A: Paxton is not an insurance carrier, we do however offer valuation using a third party company.  The vendor we work with has served our clients for more than 25 years. They are well respected in the industry and easy to work with. We have developed a short hand over the years and for the most part claims are settled within two weeks. 

Q: What is advice would you give to clients looking to move internationally?

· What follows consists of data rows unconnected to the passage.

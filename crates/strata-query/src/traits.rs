use crate::error::{QueryError, Result};
use crate::querier::Querier;
use crate::script::BindStyle;
use crate::types::*;
use async_trait::async_trait;
use downcast_rs::{impl_downcast, Downcast};
use futures::stream::BoxStream;
use serde_json::Value;

/// Lazily produced records of a streaming call
pub type RecordStream = BoxStream<'static, Result<Record>>;

/// Backend-specific syntax for binding, limiting and counting.
///
/// The shared service never builds backend syntax itself; it asks the
/// dialect to derive a limited or counting querier from a rendered one.
pub trait BackendDialect: Send + Sync {
    /// How the template renderer should emit bound values
    fn bind_style(&self) -> BindStyle;

    /// Whether offset/limit can be pushed into this querier
    fn supports_limit(&self, _querier: &Querier) -> bool {
        true
    }

    /// Derive a querier that skips `offset` rows and returns at most `limit`
    fn limit(&self, querier: Querier, offset: u64, limit: u64) -> Result<Querier>;

    /// Derive a querier whose execution counts the rows of `querier`
    fn count(&self, querier: &Querier) -> Result<Querier>;
}

/// Core trait that every backend executor implements
#[async_trait]
pub trait QueryExecutor: Send + Sync + Downcast {
    /// Backend type name (`postgres`, `search`, `http`, ...)
    fn backend(&self) -> &str;

    /// Limit/offset and count rendering for this backend
    fn dialect(&self) -> &dyn BackendDialect;

    /// Get all capabilities supported by this executor
    fn capabilities(&self) -> Vec<Capability>;

    /// Check if a specific capability is supported
    fn supports(&self, capability: Capability) -> bool {
        self.capabilities().contains(&capability)
    }

    /// Run a rendered script and return its rows in order
    async fn execute(&self, querier: &Querier) -> Result<Vec<Record>>;

    /// Run a querier produced by [`BackendDialect::count`]
    async fn count(&self, _querier: &Querier) -> Result<u64> {
        Err(QueryError::operation_not_supported(format!(
            "{} does not support count queries",
            self.backend()
        )))
    }

    /// Open a native cursor over the rows of a querier.
    ///
    /// The stream owns every resource it opens and releases it when it is
    /// exhausted or dropped.
    async fn stream(&self, _querier: Querier) -> Result<RecordStream> {
        Err(QueryError::operation_not_supported(format!(
            "{} does not support cursors",
            self.backend()
        )))
    }

    /// Pass a raw search or aggregation script through, returning the
    /// backend's structured response
    async fn native(&self, _querier: &Querier, operation: Operation) -> Result<Value> {
        Err(QueryError::operation_not_supported(format!(
            "{} does not support {}",
            self.backend(),
            operation
        )))
    }

    /// Close the connection gracefully
    async fn close(&self) -> Result<()> {
        Ok(())
    }
}

impl_downcast!(QueryExecutor);
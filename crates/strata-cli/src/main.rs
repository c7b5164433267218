//! Strata CLI - validate, render and run named queries
//!
//! Mapping sources and limits come from an optional YAML configuration file;
//! backend connections are described with flags or environment variables.

mod commands;

use clap::{Parser, Subcommand};
use commands::{RenderCommand, RunCommand, ValidateCommand};
use tracing_subscriber::{layer::SubscriberExt, Layer};

#[derive(Parser)]
#[command(author, version, about, long_about = None)]
struct Cli {
    /// Log level (trace, debug, info, warn, error)
    #[arg(long, default_value = "warn", env = "STRATA_LOG_LEVEL", global = true)]
    log_level: String,

    /// Log format: compact, full
    #[arg(
        long,
        default_value = "compact",
        env = "STRATA_LOG_FORMAT",
        global = true
    )]
    log_format: String,

    #[command(subcommand)]
    command: Commands,
}

#[derive(Subcommand)]
enum Commands {
    /// Load mapping sources and report every load-time error
    Validate(ValidateCommand),
    /// Render a named query for a backend without executing it
    Render(RenderCommand),
    /// Run a named query against a backend
    Run(RunCommand),
}

fn main() -> anyhow::Result<()> {
    let cli = Cli::parse();

    // If RUST_LOG is set, use it directly; otherwise filter the strata crates
    // at the requested level and keep the HTTP stack quiet
    let filter = match tracing_subscriber::EnvFilter::try_from_default_env() {
        Ok(filter) if std::env::var("RUST_LOG").is_ok() => filter,
        _ => tracing_subscriber::EnvFilter::new(format!(
            "strata={level},\
             strata_query={level},\
             strata_query_postgres={level},\
             strata_query_search={level},\
             strata_query_http={level},\
             tokio_postgres=warn,\
             h2=warn,\
             hyper=warn,\
             reqwest=warn,\
             rustls=warn",
            level = cli.log_level
        )),
    };

    let fmt_layer = match cli.log_format.as_str() {
        "full" => tracing_subscriber::fmt::layer()
            .with_writer(std::io::stderr)
            .with_target(true)
            .with_thread_ids(false)
            .with_thread_names(false)
            .boxed(),
        _ => tracing_subscriber::fmt::layer() // "compact" or any other value
            .with_writer(std::io::stderr)
            .compact()
            .with_target(false)
            .with_thread_ids(false)
            .with_thread_names(false)
            .boxed(),
    };

    let subscriber = tracing_subscriber::registry().with(filter).with(fmt_layer);
    tracing::subscriber::set_global_default(subscriber)?;

    match cli.command {
        Commands::Validate(cmd) => cmd.execute(),
        Commands::Render(cmd) => cmd.execute(),
        Commands::Run(cmd) => cmd.execute(),
    }
}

A:  You can never plan too early – start at least 3 months before you plan to pack. Take note that moving is a seasonal business – we book up from June til the end of August weeks in advance.  If you don’t plan early you will not get the best service and you will take on more stress than needed. Read the details on customs regulations in your destination country carefully – some items are just not worth taking when you consider the duty and tax you may have to pay. Lastly – many people still think of moving the way they did it in college – a couple of friends, a long weekend and a case of beer.  Relocating internationally is a complex and sometimes confusing process.  Never choose a carrier on cost alone and always work with someone who has years of experience in shipping to and from the location you will be moving to. Check their testimonials – we have repeat customs we have been moving around the globe for decades, not just years. Long time corporate accounts and repeat customers demonstrate that you are able to deliver consistently high service not just in spurts, but over the long haul. An international move does not have to be stressful if you plan in advance, choose a reputable carrier and listen to their counsel. Do those three things and you can embark on your new expat adventure stress free.